START Data records
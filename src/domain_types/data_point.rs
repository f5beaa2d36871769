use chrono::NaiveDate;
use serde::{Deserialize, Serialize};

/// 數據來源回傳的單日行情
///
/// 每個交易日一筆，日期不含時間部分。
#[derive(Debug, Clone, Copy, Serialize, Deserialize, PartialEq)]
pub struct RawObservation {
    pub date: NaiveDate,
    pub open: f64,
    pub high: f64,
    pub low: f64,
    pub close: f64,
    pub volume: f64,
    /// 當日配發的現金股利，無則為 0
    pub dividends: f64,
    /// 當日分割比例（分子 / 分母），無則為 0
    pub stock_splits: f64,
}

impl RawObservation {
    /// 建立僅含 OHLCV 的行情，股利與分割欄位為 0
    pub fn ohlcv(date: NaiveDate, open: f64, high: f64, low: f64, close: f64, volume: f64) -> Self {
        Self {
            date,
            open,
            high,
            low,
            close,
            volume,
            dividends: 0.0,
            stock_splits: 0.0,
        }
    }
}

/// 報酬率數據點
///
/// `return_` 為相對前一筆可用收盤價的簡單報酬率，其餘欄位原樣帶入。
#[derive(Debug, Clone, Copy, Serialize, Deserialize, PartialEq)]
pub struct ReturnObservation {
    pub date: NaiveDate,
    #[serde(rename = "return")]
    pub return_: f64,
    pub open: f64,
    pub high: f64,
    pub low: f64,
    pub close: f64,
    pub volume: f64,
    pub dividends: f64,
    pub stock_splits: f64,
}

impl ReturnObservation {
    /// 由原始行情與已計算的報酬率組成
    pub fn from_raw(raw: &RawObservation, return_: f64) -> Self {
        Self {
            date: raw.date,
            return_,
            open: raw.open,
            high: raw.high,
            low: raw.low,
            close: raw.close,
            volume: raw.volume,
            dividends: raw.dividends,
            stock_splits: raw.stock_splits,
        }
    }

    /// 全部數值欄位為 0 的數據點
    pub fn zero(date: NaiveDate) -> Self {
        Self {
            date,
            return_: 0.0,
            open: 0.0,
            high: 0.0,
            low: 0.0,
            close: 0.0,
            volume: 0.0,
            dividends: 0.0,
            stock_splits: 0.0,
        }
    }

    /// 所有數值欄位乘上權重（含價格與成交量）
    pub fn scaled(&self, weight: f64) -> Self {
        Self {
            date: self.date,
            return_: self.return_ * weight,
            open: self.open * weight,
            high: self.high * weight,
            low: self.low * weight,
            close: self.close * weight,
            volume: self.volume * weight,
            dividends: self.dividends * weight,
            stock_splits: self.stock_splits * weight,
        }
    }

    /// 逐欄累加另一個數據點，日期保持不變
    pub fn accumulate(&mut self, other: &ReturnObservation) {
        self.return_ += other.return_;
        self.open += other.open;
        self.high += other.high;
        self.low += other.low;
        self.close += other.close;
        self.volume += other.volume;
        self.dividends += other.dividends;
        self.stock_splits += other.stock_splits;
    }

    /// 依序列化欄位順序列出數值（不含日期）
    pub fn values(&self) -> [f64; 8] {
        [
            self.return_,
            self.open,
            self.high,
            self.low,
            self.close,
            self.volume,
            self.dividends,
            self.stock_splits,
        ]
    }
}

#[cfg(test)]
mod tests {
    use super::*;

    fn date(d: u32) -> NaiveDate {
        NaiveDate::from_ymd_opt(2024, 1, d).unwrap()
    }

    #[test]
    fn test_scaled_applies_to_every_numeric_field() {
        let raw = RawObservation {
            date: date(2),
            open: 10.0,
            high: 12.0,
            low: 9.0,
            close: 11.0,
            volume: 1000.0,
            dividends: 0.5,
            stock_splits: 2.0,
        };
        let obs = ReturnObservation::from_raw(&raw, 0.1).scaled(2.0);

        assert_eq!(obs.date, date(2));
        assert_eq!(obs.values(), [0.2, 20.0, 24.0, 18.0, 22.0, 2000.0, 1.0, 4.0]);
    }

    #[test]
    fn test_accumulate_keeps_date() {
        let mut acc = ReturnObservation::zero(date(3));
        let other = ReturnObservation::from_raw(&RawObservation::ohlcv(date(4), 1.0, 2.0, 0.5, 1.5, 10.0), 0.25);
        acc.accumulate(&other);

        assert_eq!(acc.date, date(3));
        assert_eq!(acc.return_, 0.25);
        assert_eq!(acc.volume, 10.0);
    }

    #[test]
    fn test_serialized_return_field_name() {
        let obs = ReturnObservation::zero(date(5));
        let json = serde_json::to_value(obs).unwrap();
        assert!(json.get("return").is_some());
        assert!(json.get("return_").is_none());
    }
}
END Data records
_What you have to do_. Using the entries, return every line where the word "weight" can be found.

_Written answer_.
    pub fn scaled(&self, weight: f64) -> Self {
            return_: self.return_ * weight,
            open: self.open * weight,
            high: self.high * weight,
            low: self.low * weight,
            close: self.close * weight,
            volume: self.volume * weight,
            dividends: self.dividends * weight,
            stock_splits: self.stock_splits * weight,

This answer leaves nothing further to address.